The Random Forest model uncovered the most critical highlights impacting hair loss. This finding highlights the complex interaction between physiological components, such as age and glucose levels, and lifestyle-related components. These experiences propose that both organic and behavioral viewpoints play a significant part in understanding and tending to hair misfortune.

5. Conclusions

This study has made a critical advance in creating ML to anticipate hair loss with noteworthy precision. Through comprehensive preparation and assessment, we have illustrated the potential viability of our approach.

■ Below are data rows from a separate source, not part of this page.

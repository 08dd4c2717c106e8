//! `deployhub`: terminal client for the DeployHub backend.
//!
//! Signs in through the same GitHub OAuth callback the dashboard uses (paste
//! the address the browser lands on), keeps the session in a JSON file, and
//! drives the project, upload and repository endpoints with it.

mod file_storage;
mod transport;

#[cfg(test)]
#[path = "main_test.rs"]
mod main_test;

use std::path::{Path, PathBuf};

use clap::{Args, Parser, Subcommand};
use serde_json::Value;
use session::types::{CreateRepository, NewProject, ProjectDetail, ProjectSummary};
use session::upload::format_file_size;
use session::{
    ApiClient, CallbackOutcome, CallbackParams, ClientConfig, ClientError, OAuthFlow, SelectedFile, Session,
    SessionStore, UploadSelection, UploadTarget,
};
use tracing::{info, warn};

use crate::file_storage::FileStorage;
use crate::transport::ReqwestTransport;

#[derive(Debug, thiserror::Error)]
enum CliError {
    #[error("{}", .0.user_message())]
    Client(#[from] ClientError),
    #[error("no session file location; pass --session-file or set DEPLOYHUB_SESSION_FILE")]
    NoSessionPath,
    #[error("could not obtain a sign-in address from the backend")]
    LoginUnavailable,
    #[error("failed to read {path}: {source}")]
    ReadBundle { path: String, source: std::io::Error },
    #[error("http client setup failed: {0}")]
    Http(#[from] reqwest::Error),
    #[error("invalid JSON payload: {0}")]
    InvalidJson(#[from] serde_json::Error),
}

#[derive(Parser, Debug)]
#[command(name = "deployhub", about = "DeployHub projects, uploads and repositories from the terminal")]
struct Cli {
    #[arg(long, env = "DEPLOYHUB_BACKEND_URL", default_value = "http://127.0.0.1:3000/api")]
    base_url: String,

    #[arg(long, env = "DEPLOYHUB_SESSION_FILE")]
    session_file: Option<PathBuf>,

    #[arg(long, env = "DEPLOYHUB_REQUEST_TIMEOUT_SECS")]
    timeout_secs: Option<u64>,

    /// Log requests and session changes.
    #[arg(short, long, default_value_t = false)]
    verbose: bool,

    #[command(subcommand)]
    command: Command,
}

#[derive(Subcommand, Debug)]
enum Command {
    /// Print the address that starts GitHub sign-in.
    Login,
    /// Finish sign-in with the callback address (or just its query string).
    Callback { url: String },
    /// Show the signed-in user.
    Whoami,
    /// Sign out and forget the stored session.
    Logout,
    Projects(ProjectsCommand),
    /// Upload a zipped bundle into a project.
    Upload {
        project_id: String,
        bundle: PathBuf,
        #[arg(long, default_value = "frontend")]
        kind: UploadTarget,
    },
    Repo(RepoCommand),
}

#[derive(Args, Debug)]
struct ProjectsCommand {
    #[command(subcommand)]
    command: ProjectsSubcommand,
}

#[derive(Subcommand, Debug)]
enum ProjectsSubcommand {
    List {
        #[arg(long, default_value_t = false)]
        json: bool,
    },
    Show {
        project_id: String,
        #[arg(long, default_value_t = false)]
        json: bool,
    },
    Create {
        #[arg(long)]
        title: String,
        #[arg(long, default_value = "")]
        description: String,
    },
}

#[derive(Args, Debug)]
struct RepoCommand {
    #[command(subcommand)]
    command: RepoSubcommand,
}

#[derive(Subcommand, Debug)]
enum RepoSubcommand {
    /// Create the GitHub repository for a project.
    Create {
        project_id: String,
        /// Defaults to the project title, lowercased and dashed.
        #[arg(long)]
        name: Option<String>,
        #[arg(long, default_value_t = false)]
        private: bool,
    },
}

struct CliContext {
    api: ApiClient<ReqwestTransport>,
    store: SessionStore<FileStorage>,
}

impl CliContext {
    fn session(&self) -> Option<&Session> {
        self.store.get()
    }

    /// Convert a backend failure, dropping the stored session when the
    /// credential was refused.
    fn absorb(&mut self, err: ClientError) -> CliError {
        if err.is_credential_rejected() {
            warn!("stored credential was rejected; signing out");
            self.store.clear();
        }
        CliError::Client(err)
    }
}

#[tokio::main]
async fn main() -> Result<(), CliError> {
    let cli = Cli::parse();
    init_logging(cli.verbose);

    let session_path = session_path(cli.session_file.clone(), FileStorage::default_path())?;
    let timeout = cli.timeout_secs.map(|secs| secs.to_string());
    let config = ClientConfig::from_values(Some(&cli.base_url), timeout.as_deref());
    info!(backend = %config.backend_base, session = %session_path.display(), "starting");

    let mut ctx = CliContext {
        api: ApiClient::new(ReqwestTransport::new()?, config),
        store: SessionStore::rehydrate(FileStorage::new(session_path)),
    };

    match cli.command {
        Command::Login => run_login(&ctx).await,
        Command::Callback { url } => run_callback(&mut ctx, &url),
        Command::Whoami => run_whoami(&ctx),
        Command::Logout => run_logout(&mut ctx).await,
        Command::Projects(projects) => run_projects(&mut ctx, projects).await,
        Command::Upload { project_id, bundle, kind } => run_upload(&mut ctx, &project_id, &bundle, kind).await,
        Command::Repo(repo) => run_repo(&mut ctx, repo).await,
    }
}

fn init_logging(verbose: bool) {
    let level = if verbose { tracing::Level::DEBUG } else { tracing::Level::WARN };
    tracing_subscriber::fmt()
        .with_max_level(level)
        .with_writer(std::io::stderr)
        .init();
}

fn session_path(explicit: Option<PathBuf>, fallback: Option<PathBuf>) -> Result<PathBuf, CliError> {
    explicit
        .filter(|path| !path.as_os_str().is_empty())
        .or(fallback)
        .ok_or(CliError::NoSessionPath)
}

async fn run_login(ctx: &CliContext) -> Result<(), CliError> {
    if let Some(session) = ctx.session() {
        println!("Already signed in as {}; continuing will replace that session.", session.user.display_name());
    }
    let target = OAuthFlow::new()
        .begin_login(&ctx.api)
        .await
        .ok_or(CliError::LoginUnavailable)?;
    println!("Open this address in a browser to sign in with GitHub:\n\n    {target}\n");
    println!("When the browser lands on the DeployHub callback page, run:\n\n    deployhub callback '<that address>'");
    Ok(())
}

fn run_callback(ctx: &mut CliContext, raw: &str) -> Result<(), CliError> {
    let params = CallbackParams::from_query(raw);
    match OAuthFlow::awaiting_callback().handle_callback(&mut ctx.store, &params) {
        CallbackOutcome::Success(session) => {
            println!("Signed in as {}.", session.user.display_name());
            Ok(())
        }
        CallbackOutcome::Failure(err) => Err(err.into()),
    }
}

fn run_whoami(ctx: &CliContext) -> Result<(), CliError> {
    let session = ctx.session().ok_or(ClientError::Unauthenticated)?;
    println!("{}", session.user.display_name());
    if let Some(login) = &session.user.login {
        println!("login: {login}");
    }
    if let Some(avatar) = &session.user.avatar_url {
        println!("avatar: {avatar}");
    }
    Ok(())
}

async fn run_logout(ctx: &mut CliContext) -> Result<(), CliError> {
    if ctx.session().is_none() {
        println!("Not signed in.");
        return Ok(());
    }
    if let Err(err) = ctx.api.logout(ctx.session()).await {
        warn!(error = %err, "backend sign-out failed; forgetting the local session anyway");
    }
    ctx.store.clear();
    println!("Signed out.");
    Ok(())
}

async fn run_projects(ctx: &mut CliContext, projects: ProjectsCommand) -> Result<(), CliError> {
    match projects.command {
        ProjectsSubcommand::List { json } => {
            let listed = match ctx.api.list_projects(ctx.session()).await {
                Ok(listed) => listed,
                Err(err) => return Err(ctx.absorb(err)),
            };
            if json {
                print_json(&serde_json::to_value(&listed)?)?;
            } else if listed.is_empty() {
                println!("No projects yet. Create one with `deployhub projects create --title <title>`.");
            } else {
                for project in &listed {
                    println!("{}", project_line(project));
                }
            }
            Ok(())
        }
        ProjectsSubcommand::Show { project_id, json } => {
            let detail = match ctx.api.get_project(ctx.session(), &project_id).await {
                Ok(detail) => detail,
                Err(err) => return Err(ctx.absorb(err)),
            };
            if json {
                print_json(&serde_json::to_value(&detail)?)?;
            } else {
                print!("{}", project_report(&detail));
            }
            Ok(())
        }
        ProjectsSubcommand::Create { title, description } => {
            let project = new_project(&title, &description)?;
            let created = match ctx.api.create_project(ctx.session(), &project).await {
                Ok(created) => created,
                Err(err) => return Err(ctx.absorb(err)),
            };
            println!("Created {} ({}).", created.title, created.id);
            Ok(())
        }
    }
}

async fn run_upload(ctx: &mut CliContext, project_id: &str, bundle: &Path, kind: UploadTarget) -> Result<(), CliError> {
    let file = read_bundle(bundle).await?;
    let selection = UploadSelection::new(vec![file], kind, project_id)?;
    let summary = format!("{} ({}) as {kind}", selection.file_name(), bundle_size(&selection));
    if let Err(err) = ctx.api.upload_bundle(ctx.session(), selection).await {
        return Err(ctx.absorb(err));
    }
    println!("Uploaded {summary}.");
    Ok(())
}

async fn run_repo(ctx: &mut CliContext, repo: RepoCommand) -> Result<(), CliError> {
    match repo.command {
        RepoSubcommand::Create { project_id, name, private } => {
            let detail = match ctx.api.get_project(ctx.session(), &project_id).await {
                Ok(detail) => detail,
                Err(err) => return Err(ctx.absorb(err)),
            };
            let request = repository_request(&detail.project, name, private);
            if let Err(err) = ctx.api.create_repository(ctx.session(), &request).await {
                return Err(ctx.absorb(err));
            }
            println!("Requested repository {} for {}.", request.repo_name, detail.project.title);
            Ok(())
        }
    }
}

async fn read_bundle(path: &Path) -> Result<SelectedFile, CliError> {
    let bytes = tokio::fs::read(path)
        .await
        .map_err(|source| CliError::ReadBundle { path: path.display().to_string(), source })?;
    let name = path
        .file_name()
        .map(|name| name.to_string_lossy().into_owned())
        .unwrap_or_default();
    Ok(SelectedFile { name, bytes })
}

fn bundle_size(selection: &UploadSelection) -> String {
    format_file_size(u64::try_from(selection.size()).unwrap_or(u64::MAX))
}

fn new_project(title: &str, description: &str) -> Result<NewProject, ClientError> {
    let title = title.trim();
    if title.is_empty() {
        return Err(ClientError::InvalidSelection("Project title is required".to_owned()));
    }
    Ok(NewProject { title: title.to_owned(), description: description.trim().to_owned() })
}

fn repository_request(project: &ProjectSummary, name: Option<String>, private: bool) -> CreateRepository {
    let mut request = CreateRepository::for_project(project);
    if let Some(name) = name.filter(|name| !name.trim().is_empty()) {
        request.repo_name = name.trim().to_owned();
    }
    request.is_private = private;
    request
}

fn parts_label(project: &ProjectSummary) -> String {
    match (project.has_frontend, project.has_backend) {
        (true, true) => "frontend+backend".to_owned(),
        (true, false) => "frontend".to_owned(),
        (false, true) => "backend".to_owned(),
        (false, false) => "empty".to_owned(),
    }
}

fn project_line(project: &ProjectSummary) -> String {
    format!(
        "{}\t{}\t{}\t{}",
        project.id,
        project.deployment_status.as_str(),
        parts_label(project),
        project.title
    )
}

fn project_report(detail: &ProjectDetail) -> String {
    let project = &detail.project;
    let mut report = format!("{} ({})\n", project.title, project.id);
    if let Some(description) = project.description.as_deref().filter(|text| !text.trim().is_empty()) {
        report.push_str(&format!("  {description}\n"));
    }
    report.push_str(&format!("  status:     {}\n", project.deployment_status.as_str()));
    report.push_str(&format!("  parts:      {}\n", parts_label(project)));
    let repository = project
        .github_repo_url
        .as_deref()
        .or(project.github_repo_name.as_deref())
        .unwrap_or("none");
    report.push_str(&format!("  repository: {repository}\n"));
    for file in &detail.files {
        let size = file.file_size.map_or_else(|| "?".to_owned(), format_file_size);
        report.push_str(&format!("  file:       {} ({size})\n", file.name));
    }
    for deployment in &detail.deployments {
        let url = deployment.url.as_deref().unwrap_or("-");
        report.push_str(&format!("  deployment: {} {url}\n", deployment.status.as_str()));
    }
    report
}

fn print_json(value: &Value) -> Result<(), CliError> {
    let rendered = serde_json::to_string_pretty(value)?;
    println!("{rendered}");
    Ok(())
}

Among the models tried, our results uncovered qualities in a few calculations; be that as it may, we recognize the need for advanced optimization, especially in tending to affectability and learning bias issues to guarantee dependable forecasts over assorted persistent profiles.

Future Enhancements

Looking ahead, we plan to center on a few key regions:

• Growing Datasets:
• By broadening our datasets to incorporate a more diverse statistical run, we point to a way to better obtain the components affecting hair loss over different populations.
• Tending to Course Awkwardness:
• We will execute progressive procedures such as oversampling, undersampling, or algorithmic alterations to upgrade the model’s vigor and exactness, especially for underrepresented groups.
• Moving Forward and Demonstrating Execution:
• Our future work will investigate hyperparameter tuning and highlight choices to advance and refine the model’s prescient capabilities and decrease mistakes.
• The suggestions of our discoveries expand to progressing the field of trichology and moving forward quiet care. By giving exact, data-driven forecasts, this investigation lays the basis for more solid demonstrative instruments, which may help healthcare experts in making educated choices. Whereas this study centers exclusively on demonstrating improvement, future integration with viable symptomatic workflows has the potential to revolutionize hair loss administration.